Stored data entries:
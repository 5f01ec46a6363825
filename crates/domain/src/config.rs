use serde::{Deserialize, Serialize};

// ━━━━━━━━━━━━━━━━━━━━━━━━━━━━━━━━━━━━━━━━━━━━━━━━━━━━━━━━━━━━━━━━━━
// Top-level config
// ━━━━━━━━━━━━━━━━━━━━━━━━━━━━━━━━━━━━━━━━━━━━━━━━━━━━━━━━━━━━━━━━━━

#[derive(Debug, Clone, Serialize, Deserialize, Default)]
pub struct Config {
    #[serde(default)]
    pub server: ServerConfig,
    #[serde(default)]
    pub deployment: DeploymentConfig,
    #[serde(default)]
    pub llm: LlmConfig,
    #[serde(default)]
    pub sessions: SessionsConfig,
    #[serde(default)]
    pub billing: BillingConfig,
    #[serde(default)]
    pub progress: ProgressConfig,
    #[serde(default)]
    pub remote_job: RemoteJobConfig,
    #[serde(default)]
    pub rag: RagConfig,
}

// ━━━━━━━━━━━━━━━━━━━━━━━━━━━━━━━━━━━━━━━━━━━━━━━━━━━━━━━━━━━━━━━━━━
// Server
// ━━━━━━━━━━━━━━━━━━━━━━━━━━━━━━━━━━━━━━━━━━━━━━━━━━━━━━━━━━━━━━━━━━

#[derive(Debug, Clone, Serialize, Deserialize)]
pub struct ServerConfig {
    #[serde(default = "d_host")]
    pub host: String,
    #[serde(default = "d_port")]
    pub port: u16,
}

impl Default for ServerConfig {
    fn default() -> Self {
        Self {
            host: d_host(),
            port: d_port(),
        }
    }
}

fn d_host() -> String {
    "0.0.0.0".to_string()
}
fn d_port() -> u16 {
    8080
}

/// Gates every mode-dependent branch in Auth (§4.8), Session Store (§4.6),
/// Billing (§4.7), and the remote-job environment check (§4.5.1 step 1).
#[derive(Debug, Clone, Copy, PartialEq, Eq, Serialize, Deserialize)]
#[serde(rename_all = "snake_case")]
pub enum DeploymentMode {
    Production,
    Local,
}

impl Default for DeploymentMode {
    fn default() -> Self {
        DeploymentMode::Local
    }
}

#[derive(Debug, Clone, Serialize, Deserialize, Default)]
pub struct DeploymentConfig {
    #[serde(default)]
    pub mode: DeploymentMode,
    /// Process-configured remote-job / credit token, used as the preferred
    /// token in local mode (§4.8).
    #[serde(default)]
    pub configured_token: Option<String>,
}

// ━━━━━━━━━━━━━━━━━━━━━━━━━━━━━━━━━━━━━━━━━━━━━━━━━━━━━━━━━━━━━━━━━━
// LLM provider system (trimmed from the teacher's richer multi-role config
// to the roles this system actually needs)
// ━━━━━━━━━━━━━━━━━━━━━━━━━━━━━━━━━━━━━━━━━━━━━━━━━━━━━━━━━━━━━━━━━━

#[derive(Debug, Clone, Serialize, Deserialize)]
pub struct LlmConfig {
    #[serde(default = "d_timeout_ms")]
    pub default_timeout_ms: u64,
    /// If true, abort startup when no providers initialize.
    #[serde(default)]
    pub require_provider: bool,
    /// Registered LLM providers (data-driven: adding a provider = adding config).
    #[serde(default)]
    pub providers: Vec<ProviderConfig>,
}

impl Default for LlmConfig {
    fn default() -> Self {
        Self {
            default_timeout_ms: d_timeout_ms(),
            require_provider: false,
            providers: Vec::new(),
        }
    }
}

fn d_timeout_ms() -> u64 {
    120_000
}

#[derive(Debug, Clone, Serialize, Deserialize)]
pub struct ProviderConfig {
    pub id: String,
    pub kind: String,
    #[serde(default)]
    pub base_url: Option<String>,
    /// Name of the environment variable holding the API key. The value
    /// itself never appears in config files or logs.
    #[serde(default)]
    pub api_key_env: Option<String>,
    #[serde(default)]
    pub default_model: Option<String>,
}

// ━━━━━━━━━━━━━━━━━━━━━━━━━━━━━━━━━━━━━━━━━━━━━━━━━━━━━━━━━━━━━━━━━━
// Sessions (§4.6, §5 resource bounds)
// ━━━━━━━━━━━━━━━━━━━━━━━━━━━━━━━━━━━━━━━━━━━━━━━━━━━━━━━━━━━━━━━━━━

#[derive(Debug, Clone, Serialize, Deserialize)]
pub struct SessionsConfig {
    #[serde(default = "d_max_messages")]
    pub max_messages: usize,
    #[serde(default = "d_max_context")]
    pub max_context: usize,
    #[serde(default = "d_max_age_days")]
    pub max_age_days: i64,
    #[serde(default = "d_max_total")]
    pub max_total: usize,
    #[serde(default)]
    pub local_cache_dir: Option<String>,
    #[serde(default = "d_true")]
    pub local_cache_enabled: bool,
    /// Base URL of the remote, authoritative session store (§4.6). `None`
    /// disables the remote half entirely — every deployment then runs on
    /// the local JSON cache alone.
    #[serde(default)]
    pub remote_base_url: Option<String>,
}

impl Default for SessionsConfig {
    fn default() -> Self {
        Self {
            max_messages: d_max_messages(),
            max_context: d_max_context(),
            max_age_days: d_max_age_days(),
            max_total: d_max_total(),
            local_cache_dir: None,
            local_cache_enabled: true,
            remote_base_url: None,
        }
    }
}

fn d_max_messages() -> usize {
    50
}
fn d_max_context() -> usize {
    30
}
fn d_max_age_days() -> i64 {
    30
}
fn d_max_total() -> usize {
    100
}
fn d_true() -> bool {
    true
}

// ━━━━━━━━━━━━━━━━━━━━━━━━━━━━━━━━━━━━━━━━━━━━━━━━━━━━━━━━━━━━━━━━━━
// Billing (§4.7)
// ━━━━━━━━━━━━━━━━━━━━━━━━━━━━━━━━━━━━━━━━━━━━━━━━━━━━━━━━━━━━━━━━━━

#[derive(Debug, Clone, Serialize, Deserialize)]
pub struct BillingConfig {
    #[serde(default = "d_factor")]
    pub llm_factor: f64,
    #[serde(default = "d_factor")]
    pub job_factor: f64,
    #[serde(default)]
    pub credit_base_url: Option<String>,
}

impl Default for BillingConfig {
    fn default() -> Self {
        Self {
            llm_factor: d_factor(),
            job_factor: d_factor(),
            credit_base_url: None,
        }
    }
}

fn d_factor() -> f64 {
    1.0
}

// ━━━━━━━━━━━━━━━━━━━━━━━━━━━━━━━━━━━━━━━━━━━━━━━━━━━━━━━━━━━━━━━━━━
// Progress channel (§4.2)
// ━━━━━━━━━━━━━━━━━━━━━━━━━━━━━━━━━━━━━━━━━━━━━━━━━━━━━━━━━━━━━━━━━━

#[derive(Debug, Clone, Serialize, Deserialize)]
pub struct ProgressConfig {
    #[serde(default = "d_buffer_cap")]
    pub buffer_capacity: usize,
    #[serde(default = "d_replay")]
    pub replay_on_subscribe: usize,
    #[serde(default = "d_heartbeat_secs")]
    pub heartbeat_interval_secs: u64,
}

impl Default for ProgressConfig {
    fn default() -> Self {
        Self {
            buffer_capacity: d_buffer_cap(),
            replay_on_subscribe: d_replay(),
            heartbeat_interval_secs: d_heartbeat_secs(),
        }
    }
}

fn d_buffer_cap() -> usize {
    100
}
fn d_replay() -> usize {
    10
}
fn d_heartbeat_secs() -> u64 {
    30
}

// ━━━━━━━━━━━━━━━━━━━━━━━━━━━━━━━━━━━━━━━━━━━━━━━━━━━━━━━━━━━━━━━━━━
// Remote-job workflow (§4.5)
// ━━━━━━━━━━━━━━━━━━━━━━━━━━━━━━━━━━━━━━━━━━━━━━━━━━━━━━━━━━━━━━━━━━

#[derive(Debug, Clone, Serialize, Deserialize)]
pub struct RemoteJobConfig {
    #[serde(default)]
    pub base_url: Option<String>,
    #[serde(default = "d_poll_interval")]
    pub poll_interval_secs: u64,
    #[serde(default = "d_poll_budget")]
    pub poll_budget_secs: u64,
    #[serde(default = "d_max_retries")]
    pub max_retries: u32,
    #[serde(default = "d_core_num")]
    pub default_core_num: u32,
}

impl Default for RemoteJobConfig {
    fn default() -> Self {
        Self {
            base_url: None,
            poll_interval_secs: d_poll_interval(),
            poll_budget_secs: d_poll_budget(),
            max_retries: d_max_retries(),
            default_core_num: d_core_num(),
        }
    }
}

fn d_poll_interval() -> u64 {
    10
}
fn d_poll_budget() -> u64 {
    120
}
fn d_max_retries() -> u32 {
    2
}
fn d_core_num() -> u32 {
    1
}

// ━━━━━━━━━━━━━━━━━━━━━━━━━━━━━━━━━━━━━━━━━━━━━━━━━━━━━━━━━━━━━━━━━━
// RAG (out-of-scope collaborator — interface config only)
// ━━━━━━━━━━━━━━━━━━━━━━━━━━━━━━━━━━━━━━━━━━━━━━━━━━━━━━━━━━━━━━━━━━

#[derive(Debug, Clone, Serialize, Deserialize)]
pub struct RagConfig {
    #[serde(default)]
    pub base_url: Option<String>,
    #[serde(default = "d_top_k")]
    pub default_top_k: usize,
}

impl Default for RagConfig {
    fn default() -> Self {
        Self {
            base_url: None,
            default_top_k: d_top_k(),
        }
    }
}

fn d_top_k() -> usize {
    5
}

#[cfg(test)]
mod tests {
    use super::*;

    #[test]
    fn default_config_round_trips_through_toml() {
        let cfg = Config::default();
        let s = toml::to_string(&cfg).expect("serialize");
        let back: Config = toml::from_str(&s).expect("deserialize");
        assert_eq!(back.sessions.max_messages, 50);
        assert_eq!(back.billing.llm_factor, 1.0);
    }

    #[test]
    fn partial_toml_fills_defaults() {
        let partial = r#"
            [deployment]
            mode = "production"
        "#;
        let cfg: Config = toml::from_str(partial).expect("deserialize");
        assert_eq!(cfg.deployment.mode, DeploymentMode::Production);
        assert_eq!(cfg.sessions.max_total, 100);
        assert_eq!(cfg.remote_job.poll_budget_secs, 120);
    }
}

DESCRIPTION OF THE TASK:
Print exactly the lines between the line with "assert_eq!(cfg.deployment.mode, DeploymentMode::Production);" and the final line of the records above, both included.

EXERCISE RESULT:
        assert_eq!(cfg.deployment.mode, DeploymentMode::Production);
        assert_eq!(cfg.sessions.max_total, 100);
        assert_eq!(cfg.remote_job.poll_budget_secs, 120);
    }
}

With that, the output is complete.